Wheelchair Posse Pal Blasts Weekly

National Coalition of Free Men

Angelucci and Gunther: Snakes of a Feather…

Marc E. Angelucci, a Los Angeles attorney who has helped David Allen Gunther file lawsuits against small businesses, doesn't know the difference between the Weekly and the Register. This only highlights his trouble seeing reality. Along with a series of outright misrepresentations of our cover story, he also says the public should be thanking Gunther and his legal team, headed by Morse Mehrban:

I just read your one-sided, sensationalistic opinion-disguised-as-news article about Gunther-the-Terrible, i.e. the big, evil wheelchair-bound David Gunther who dares to sue businesses who refuse to comply with the Americans with Disabilities Act (ADA). (“The New Crips,” October 12, 2006.)

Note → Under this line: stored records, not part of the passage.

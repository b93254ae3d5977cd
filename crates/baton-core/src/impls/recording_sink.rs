//! Event sinks for tests and for callers that do not care.

use std::sync::Mutex;

use crate::domain::{LockEvent, LockState};
use crate::ports::EventSink;

/// Keeps every event in order.
#[derive(Debug, Default)]
pub struct RecordingEventSink {
    events: Mutex<Vec<LockEvent>>,
}

impl RecordingEventSink {
    pub fn new() -> Self {
        Self::default()
    }

    pub fn events(&self) -> Vec<LockEvent> {
        self.events
            .lock()
            .map(|events| events.clone())
            .unwrap_or_default()
    }

    /// States in the order they were entered.
    pub fn states(&self) -> Vec<LockState> {
        self.events().into_iter().map(|e| e.state).collect()
    }

    pub fn clear(&self) {
        if let Ok(mut events) = self.events.lock() {
            events.clear();
        }
    }
}

impl EventSink for RecordingEventSink {
    fn emit(&self, event: &LockEvent) {
        if let Ok(mut events) = self.events.lock() {
            events.push(event.clone());
        }
    }
}

/// Drops every event.
#[derive(Debug, Clone, Copy, Default)]
pub struct NoopEventSink;

impl EventSink for NoopEventSink {
    fn emit(&self, _event: &LockEvent) {}
}
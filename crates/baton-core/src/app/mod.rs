//! App - the lock protocol and the wiring around it.
//!
//! - **LockContext**: writer identity, domain fingerprint and timing
//! - **LockCoordinator**: the lock state machine
//! - **Reporter**: coordinator + merger, one report at a time

pub mod context;
pub mod coordinator;
pub mod reporter;

pub use self::context::LockContext;
pub use self::coordinator::LockCoordinator;
pub use self::reporter::{BuildError, Reporter, ReporterBuilder, post_or_update_report};
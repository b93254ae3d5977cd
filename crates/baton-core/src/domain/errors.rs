//! Errors and their operational classification.

use std::time::Duration;

use crate::domain::timing::TimingError;
use crate::ports::StoreError;

/// Coarse classification of a failure, for callers deciding what to report.
#[derive(Debug, Clone, Copy, PartialEq, Eq)]
pub enum ErrorKind {
    /// Another writer kept the lock for longer than we were willing to wait.
    Contention,
    /// The document store failed. Never retried by the lock.
    Transport,
    /// The caller handed us an unusable configuration.
    Configuration,
}

#[derive(Debug, thiserror::Error)]
pub enum BatonError {
    #[error(
        "Timed out waiting to acquire lock (waited {}ms, held {}ms)",
        .total_wait.as_millis(),
        .total_held.as_millis()
    )]
    LockTimeout {
        total_wait: Duration,
        total_held: Duration,
    },

    #[error(transparent)]
    Transport(#[from] StoreError),

    #[error("invalid lock timing: {0}")]
    InvalidTiming(#[from] TimingError),
}

impl BatonError {
    pub fn kind(&self) -> ErrorKind {
        match self {
            BatonError::LockTimeout { .. } => ErrorKind::Contention,
            BatonError::Transport(_) => ErrorKind::Transport,
            BatonError::InvalidTiming(_) => ErrorKind::Configuration,
        }
    }
}
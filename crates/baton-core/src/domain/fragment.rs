//! Report fragments: one job's contribution to the shared document.

use serde::{Deserialize, Serialize};

/// Pre-rendered content for one report, tagged with the keys the merger
/// needs to place and version it.
///
/// Rendering the HTML (titles, tables, status links) happens elsewhere; the
/// merger only moves these strings around.
#[derive(Debug, Clone, PartialEq, Eq, Serialize, Deserialize)]
pub struct ReportFragment {
    /// Stable key of the report across runs.
    pub report_id: String,

    /// Ordering key among reports in the document.
    pub job_index: i64,

    /// Logical clock: the workflow run that produced this fragment.
    pub run_number: u64,

    /// When set, only the status indicator of an existing entry is updated.
    #[serde(default)]
    pub is_running: bool,

    #[serde(default)]
    pub title: String,

    /// Status indicator shown while the job is running.
    #[serde(default)]
    pub status: String,

    #[serde(default)]
    pub summary_content: String,

    #[serde(default)]
    pub detail_content: String,

    /// Render the results section expanded.
    #[serde(default)]
    pub default_open: bool,
}

impl ReportFragment {
    pub fn new(report_id: impl Into<String>, job_index: i64, run_number: u64) -> Self {
        Self {
            report_id: report_id.into(),
            job_index,
            run_number,
            is_running: false,
            title: String::new(),
            status: String::new(),
            summary_content: String::new(),
            detail_content: String::new(),
            default_open: false,
        }
    }

    pub fn with_title(mut self, title: impl Into<String>) -> Self {
        self.title = title.into();
        self
    }

    pub fn with_summary(mut self, summary: impl Into<String>) -> Self {
        self.summary_content = summary.into();
        self
    }

    pub fn with_detail(mut self, detail: impl Into<String>) -> Self {
        self.detail_content = detail.into();
        self
    }

    pub fn open(mut self, default_open: bool) -> Self {
        self.default_open = default_open;
        self
    }

    /// Mark the fragment as an in-progress status update.
    pub fn running(mut self, status: impl Into<String>) -> Self {
        self.is_running = true;
        self.status = status.into();
        self
    }

    /// Parse a fragment produced by an external renderer.
    pub fn from_json(json: &str) -> Result<Self, serde_json::Error> {
        serde_json::from_str(json)
    }
}

#[cfg(test)]
mod tests {
    use super::*;

    #[test]
    fn from_json_fills_defaults() {
        let fragment =
            ReportFragment::from_json(r#"{"report_id":"bench","job_index":2,"run_number":14}"#)
                .unwrap();
        assert_eq!(fragment, ReportFragment::new("bench", 2, 14));
        assert!(!fragment.is_running);
    }

    #[test]
    fn running_sets_status() {
        let fragment = ReportFragment::new("bench", 0, 1).running("⏱ running");
        assert!(fragment.is_running);
        assert_eq!(fragment.status, "⏱ running");
    }
}
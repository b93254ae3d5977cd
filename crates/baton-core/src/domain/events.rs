//! Events emitted by the lock state machine.

use serde::Serialize;

use super::state::{LockState, LockTelemetry};

/// One state entry, emitted before the state's action runs.
#[derive(Debug, Clone, PartialEq, Eq, Serialize)]
pub struct LockEvent {
    pub writer: String,
    pub state: LockState,
    pub telemetry: LockTelemetry,
}

impl LockEvent {
    pub fn new(writer: impl Into<String>, state: LockState, telemetry: LockTelemetry) -> Self {
        Self {
            writer: writer.into(),
            state,
            telemetry,
        }
    }
}
//! Lock states and the telemetry carried across transitions.
//!
//! The lock is a small hierarchical state chart:
//!
//! ```text
//! initial_read ─┬─> creating.{waiting -> searching}* -> creating.creating -> acquired
//!               ├─> acquiring.{waiting -> acquiring -> writing}
//!               │        └─> holding.{holding -> checking}* -> acquired
//!               └─> holding (resume: the document is already locked by us)
//! acquiring.waiting -> failed   (wait_timeout reached)
//! ```

use std::fmt;
use std::time::Duration;

use serde::Serialize;

#[derive(Debug, Clone, Copy, PartialEq, Eq, Hash, Serialize)]
#[serde(rename_all = "snake_case")]
pub enum CreatingPhase {
    Waiting,
    Searching,
    Creating,
}

#[derive(Debug, Clone, Copy, PartialEq, Eq, Hash, Serialize)]
#[serde(rename_all = "snake_case")]
pub enum AcquiringPhase {
    Waiting,
    Acquiring,
    Writing,
}

#[derive(Debug, Clone, Copy, PartialEq, Eq, Hash, Serialize)]
#[serde(rename_all = "snake_case")]
pub enum HoldingPhase {
    Holding,
    Checking,
}

/// Observable state of the lock state machine.
#[derive(Debug, Clone, Copy, PartialEq, Eq, Hash, Serialize)]
#[serde(rename_all = "snake_case")]
pub enum LockState {
    InitialRead,
    Creating(CreatingPhase),
    Acquiring(AcquiringPhase),
    Holding(HoldingPhase),
    Acquired,
    Failed,
}

impl LockState {
    pub fn is_terminal(&self) -> bool {
        matches!(self, LockState::Acquired | LockState::Failed)
    }
}

impl fmt::Display for LockState {
    fn fmt(&self, f: &mut fmt::Formatter<'_>) -> fmt::Result {
        let name = match self {
            LockState::InitialRead => "initial_read",
            LockState::Creating(CreatingPhase::Waiting) => "creating.waiting",
            LockState::Creating(CreatingPhase::Searching) => "creating.searching",
            LockState::Creating(CreatingPhase::Creating) => "creating.creating",
            LockState::Acquiring(AcquiringPhase::Waiting) => "acquiring.waiting",
            LockState::Acquiring(AcquiringPhase::Acquiring) => "acquiring.acquiring",
            LockState::Acquiring(AcquiringPhase::Writing) => "acquiring.writing",
            LockState::Holding(HoldingPhase::Holding) => "holding.holding",
            LockState::Holding(HoldingPhase::Checking) => "holding.checking",
            LockState::Acquired => "acquired",
            LockState::Failed => "failed",
        };
        f.write_str(name)
    }
}

/// Context record threaded through every transition.
///
/// `total_wait_time` only counts contended waits (another writer held the
/// lock). `total_held_time` counts confirmed hold time since our last write
/// of the marker.
#[derive(Debug, Clone, Copy, Default, PartialEq, Eq, Serialize)]
pub struct LockTelemetry {
    pub wait_time: Duration,
    pub total_wait_time: Duration,
    pub total_held_time: Duration,
    pub create_attempts: u32,
}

Unfortunately, your biased reporter, R. Scott Moxley, focused only on demonizing Gunther-the-Terrible but said nothing about the real issue, namely, why it is that so many businesses refuse to comply with the ADA unless a Gunther-the-Terrible comes to town. The article even gave Gunther-the-Terrible's criminal history, which was interesting, but not fascinating, and was totally irrelevant to the issue. Moxley didn't even list all the ADA violations of the businesses Gunther-the-Terrible and others have sued, or how many people in wheelchairs were affected by the violations until Gunther-the-Terrible came along. Nor did Moxley print the criminal history of the owners of these businesses, which would be just as irrelevant Gunther-the-Terrible's criminal history.

I am an attorney who provided free legal services for people with mental disabilities during my first two years out of law school. I have seen tons of ADA violations in business establishments, and about four years ago I represented Gunther-the-Terrible (gasp!) against two Orange County businesses that had no wheelchair access at all. We gave these businesses many chances to settle for a very low amount, but they chose to fight the case by shifting attention away from their ADA violations and onto Gunther-the-Terrible, hoping a judicial activist judge would ignore the law and dismiss the case. Thankfully, that didn't happen, and instead the judge recognized that state law creates a $4,000 penalty for ADA violators regardless of the plaintiffs' motives. This penalty is supposed to deter, but, sadly enough, it has little effect unless a Gunther-the-Terrible enforces it.

The bottom line is that, unfortunately, it takes a Gunther-the-Terrible to force widespread ADA compliance because so many business [sic] otherwise do not care. The real issue is not the motives of the Gunther-the-Terribles but the thousands of California business establishments that refuse to comply with the ADA until a Gunther-the-Terrible comes along and sues. In places like Eagle Rock and Fresno, these types of lawsuits not only forced compliance but also got businesses and the local chambers of commerce to distribute ADA compliance checklists, something they never did before.

Of course, that is just a bothersome little technicality to Moxley. What matters to him and to grandstanding politicians and judicial activist judges is that people like Gunther-the-Terrible are easy to pick on and provide a wonderful opportunity to grandstand or write sensationalist stories that ignore the real issue and are designed to trigger reactionary furer [sic] from readers of the Orange County Register. In my opinion, Moxley should write for tabloids instead.